Become adept at using online search engines to locate solutions. I usually start with “r <question>”. Getting the phrasing right can be a bit tricky. Let’s give it a try:
Getting R help online
Use an online search engine (e.g. Google) to find a function that let’s you read data from a text file into R.
Solution
The primary function that you are looking for is
read.table()
or possiblyread.delim()
(for “tab delimited text file”, which is just a more specific version ofread.table()

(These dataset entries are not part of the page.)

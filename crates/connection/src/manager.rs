use std::panic::{AssertUnwindSafe, catch_unwind};
use std::sync::Arc;
use std::time::Duration;

use dashmap::DashMap;
use futures::stream::{SplitSink, SplitStream};
use futures::{SinkExt, StreamExt};
use retiscan_config::Settings;
use retiscan_config::settings::ConnectionSettings;
use tokio::net::TcpStream;
use tokio::sync::{broadcast, watch};
use tokio::task::JoinHandle;
use tokio_tungstenite::tungstenite::Message;
use tokio_tungstenite::{MaybeTlsStream, WebSocketStream, connect_async};
use tracing::{debug, error, info, warn};

use crate::notice::{Notice, NoticeId};
use crate::state::ConnectionState;
use crate::token::TokenSource;

type WsStream = WebSocketStream<MaybeTlsStream<TcpStream>>;
type WsSink = SplitSink<WsStream, Message>;

pub type EventHandler = Arc<dyn Fn(&serde_json::Value) + Send + Sync>;

/// Maintains the single outbound notification socket for the session.
///
/// Hides transient network failure behind a bounded reconnect loop and
/// exposes a named publish/subscribe surface over the `{type, data}`
/// message envelope. Handlers run on the socket read task, serialized in
/// delivery order.
pub struct ConnectionManager {
    shared: Arc<Shared>,
    driver: tokio::sync::Mutex<Option<Driver>>,
}

struct Driver {
    shutdown: watch::Sender<bool>,
    task: JoinHandle<()>,
}

struct Shared {
    ws_url: String,
    policy: ConnectionSettings,
    token_source: Arc<dyn TokenSource>,
    handlers: DashMap<String, EventHandler>,
    state_tx: watch::Sender<ConnectionState>,
    notice_tx: broadcast::Sender<Notice>,
    last_notice: parking_lot::Mutex<Option<NoticeId>>,
    sink: tokio::sync::Mutex<Option<WsSink>>,
}

impl ConnectionManager {
    pub fn new(settings: &Settings, token_source: Arc<dyn TokenSource>) -> Self {
        let (state_tx, _) = watch::channel(ConnectionState::Disconnected);
        let (notice_tx, _) = broadcast::channel(16);

        Self {
            shared: Arc::new(Shared {
                ws_url: ws_url(settings),
                policy: settings.connection.clone(),
                token_source,
                handlers: DashMap::new(),
                state_tx,
                notice_tx,
                last_notice: parking_lot::Mutex::new(None),
                sink: tokio::sync::Mutex::new(None),
            }),
            driver: tokio::sync::Mutex::new(None),
        }
    }

    /// Opens the socket. No-op if a connection is already live or being
    /// established. Without an auth token the manager stays
    /// `Disconnected` and only logs; nothing is surfaced to callers.
    pub async fn connect(&self) {
        let mut driver = self.driver.lock().await;
        if let Some(d) = driver.as_ref() {
            if !d.task.is_finished() {
                debug!("connect() while the socket is active, ignoring");
                return;
            }
        }

        if self.shared.token_source.token().is_none() {
            warn!("connect() without an auth token, staying disconnected");
            self.shared.set_state(ConnectionState::Disconnected);
            return;
        }

        // Fresh session, fresh notice dedup window.
        *self.shared.last_notice.lock() = None;

        let (shutdown_tx, shutdown_rx) = watch::channel(false);
        let task = tokio::spawn(run(self.shared.clone(), shutdown_rx));
        *driver = Some(Driver {
            shutdown: shutdown_tx,
            task,
        });
    }

    /// Tears the transport down on every exit path, cancelling a pending
    /// backoff timer if one is armed. Safe to call at any point in the
    /// reconnect cycle.
    pub async fn disconnect(&self) {
        let driver = self.driver.lock().await.take();
        if let Some(d) = driver {
            let _ = d.shutdown.send(true);
            if let Some(mut sink) = self.shared.sink.lock().await.take() {
                let _ = sink.close().await;
            }
            let _ = d.task.await;
        }
        self.shared.set_state(ConnectionState::Disconnected);
    }

    /// Subscribes a handler to a named server event, replacing any
    /// previous handler for that name.
    pub fn on<F>(&self, event: &str, handler: F)
    where
        F: Fn(&serde_json::Value) + Send + Sync + 'static,
    {
        self.shared
            .handlers
            .insert(event.to_string(), Arc::new(handler));
    }

    pub fn off(&self, event: &str) {
        self.shared.handlers.remove(event);
    }

    /// Attempts a send. Returns `false` without queueing or retrying when
    /// the socket is not currently connected or the write fails; the
    /// caller must treat that as "not delivered".
    pub async fn emit(&self, event: &str, payload: serde_json::Value) -> bool {
        if !self.state().is_connected() {
            return false;
        }
        let envelope = serde_json::json!({ "type": event, "data": payload });
        let text = match serde_json::to_string(&envelope) {
            Ok(t) => t,
            Err(_) => return false,
        };
        let mut guard = self.shared.sink.lock().await;
        let Some(sink) = guard.as_mut() else {
            return false;
        };
        match sink.send(Message::Text(text.into())).await {
            Ok(()) => true,
            Err(e) => {
                warn!(%e, event, "WS send failed");
                false
            }
        }
    }

    pub fn state(&self) -> ConnectionState {
        *self.shared.state_tx.borrow()
    }

    /// Watch channel carrying every state transition, for connectivity
    /// indicators.
    pub fn subscribe_state(&self) -> watch::Receiver<ConnectionState> {
        self.shared.state_tx.subscribe()
    }

    /// One-time connectivity notices (lost / restored / gave up),
    /// deduplicated by [`NoticeId`].
    pub fn subscribe_notices(&self) -> broadcast::Receiver<Notice> {
        self.shared.notice_tx.subscribe()
    }
}

impl Shared {
    fn set_state(&self, state: ConnectionState) {
        self.state_tx.send_if_modified(|current| {
            if *current == state {
                false
            } else {
                *current = state;
                true
            }
        });
    }

    fn notify(&self, notice: Notice) {
        let mut last = self.last_notice.lock();
        if *last == Some(notice.id) {
            return;
        }
        *last = Some(notice.id);
        let _ = self.notice_tx.send(notice);
    }
}

enum ReadOutcome {
    Shutdown,
    CleanClose,
    TransportLost,
}

async fn run(shared: Arc<Shared>, mut shutdown: watch::Receiver<bool>) {
    let mut attempt: u32 = 0;
    let mut ever_failed = false;

    shared.set_state(ConnectionState::Connecting);

    loop {
        if *shutdown.borrow() {
            break;
        }

        let Some(token) = shared.token_source.token() else {
            warn!("No auth token available, notification socket stays down");
            break;
        };
        let url = format!("{}?token={}", shared.ws_url, token);

        let connected = tokio::select! {
            _ = shutdown.changed() => break,
            r = connect_async(url.as_str()) => r,
        };

        match connected {
            Ok((ws, _)) => {
                let (sink, mut stream) = ws.split();
                *shared.sink.lock().await = Some(sink);
                if ever_failed {
                    shared.notify(Notice::reconnect_succeeded());
                }
                attempt = 0;
                shared.set_state(ConnectionState::Connected);
                info!(url = %shared.ws_url, "Notification socket connected");

                let outcome = read_loop(&shared, &mut stream, &mut shutdown).await;
                shared.sink.lock().await.take();

                // Either loss arm leaves `attempt` at 0: a lost
                // connection gets the same retry budget as a cold
                // start, with the first failed redial counted as
                // attempt 1 by the connect-error arm below.
                match outcome {
                    ReadOutcome::Shutdown => break,
                    ReadOutcome::CleanClose => {
                        // Server-initiated close: one immediate retry,
                        // no backoff.
                        info!("Server closed the notification socket, retrying immediately");
                        ever_failed = true;
                        shared.notify(Notice::connection_lost());
                        shared.set_state(ConnectionState::Reconnecting { attempt: 1 });
                    }
                    ReadOutcome::TransportLost => {
                        ever_failed = true;
                        shared.notify(Notice::connection_lost());
                        shared.set_state(ConnectionState::Reconnecting { attempt: 1 });
                        if !sleep_backoff(&shared, 1, &mut shutdown).await {
                            break;
                        }
                    }
                }
            }
            Err(e) => {
                ever_failed = true;
                attempt += 1;
                warn!(%e, attempt, "Notification socket connect failed");
                shared.set_state(ConnectionState::Reconnecting { attempt });
                if attempt >= shared.policy.max_attempts {
                    shared.notify(Notice::reconnect_failed());
                    break;
                }
                if !sleep_backoff(&shared, attempt, &mut shutdown).await {
                    break;
                }
            }
        }
    }

    shared.set_state(ConnectionState::Disconnected);
}

async fn read_loop(
    shared: &Shared,
    stream: &mut SplitStream<WsStream>,
    shutdown: &mut watch::Receiver<bool>,
) -> ReadOutcome {
    loop {
        tokio::select! {
            _ = shutdown.changed() => return ReadOutcome::Shutdown,
            msg = stream.next() => match msg {
                Some(Ok(Message::Text(text))) => dispatch(shared, text.as_str()),
                Some(Ok(Message::Ping(data))) => {
                    let mut guard = shared.sink.lock().await;
                    if let Some(sink) = guard.as_mut() {
                        let _ = sink.send(Message::Pong(data)).await;
                    }
                }
                Some(Ok(Message::Close(_))) => return ReadOutcome::CleanClose,
                Some(Ok(_)) => {}
                Some(Err(e)) => {
                    warn!(%e, "Notification socket error");
                    return ReadOutcome::TransportLost;
                }
                None => return ReadOutcome::TransportLost,
            }
        }
    }
}

fn dispatch(shared: &Shared, text: &str) {
    let parsed: serde_json::Value = match serde_json::from_str(text) {
        Ok(v) => v,
        Err(_) => return,
    };

    let event = parsed.get("type").and_then(|t| t.as_str()).unwrap_or("");
    let data = parsed
        .get("data")
        .cloned()
        .unwrap_or(serde_json::Value::Null);

    debug!(event, "WS event received");

    let handler = match shared.handlers.get(event) {
        Some(h) => h.value().clone(),
        None => {
            debug!(event, "No handler for WS event");
            return;
        }
    };

    // A faulty subscriber must not take the read loop down with it.
    if catch_unwind(AssertUnwindSafe(|| handler(&data))).is_err() {
        error!(event, "Notification handler panicked");
    }
}

/// Exponential backoff with an upper clamp and ±25% jitter.
fn backoff_delay(policy: &ConnectionSettings, attempt: u32) -> Duration {
    let exp = attempt.saturating_sub(1).min(16);
    let delay_ms = policy
        .base_delay_ms
        .saturating_mul(1u64 << exp)
        .min(policy.max_delay_ms);

    let jitter_range = delay_ms / 4;
    let jitter = if jitter_range > 0 {
        rand::random::<u64>() % (jitter_range * 2)
    } else {
        0
    };

    Duration::from_millis(delay_ms.saturating_sub(jitter_range).saturating_add(jitter))
}

/// Sleeps out the backoff window. Returns `false` when teardown was
/// requested while waiting.
async fn sleep_backoff(
    shared: &Shared,
    attempt: u32,
    shutdown: &mut watch::Receiver<bool>,
) -> bool {
    let delay = backoff_delay(&shared.policy, attempt);
    debug!(?delay, attempt, "Scheduling reconnect attempt");
    tokio::select! {
        _ = shutdown.changed() => false,
        _ = tokio::time::sleep(delay) => true,
    }
}

fn ws_url(settings: &Settings) -> String {
    let base = settings.server.base_url.trim_end_matches('/');
    let base = if let Some(rest) = base.strip_prefix("https://") {
        format!("wss://{rest}")
    } else if let Some(rest) = base.strip_prefix("http://") {
        format!("ws://{rest}")
    } else {
        base.to_string()
    };
    format!("{}{}", base, settings.server.ws_path)
}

. Some hits point you toreadtext()
, which is a function for reading more complex text files.I used “r read text file” in Google, and received many useful hits Coding forums are one of the best resources, with stackoverflow being my personal favorite. There are also sites like DataCamp that are designed to teach data science and have lots of free material and guides. As you start to ask questions and run searches online, you will get a feel for which sites give you the most consistently useful answers.
Key Points
R is the programming language; RStudio is a user friendly environment for interacting with R.
Using RStudio can make programming in R much more productive.
Consider what working directory you are in when sourcing a script and loading data.
Functions are the basic tool used to manipulate data and other objects in R.
Functions take the form:
output <- function(argument1, argument2, ...)
.Arguments can be passed to functions by matching based on name, by position, or by omitting them (in which case the default value is used).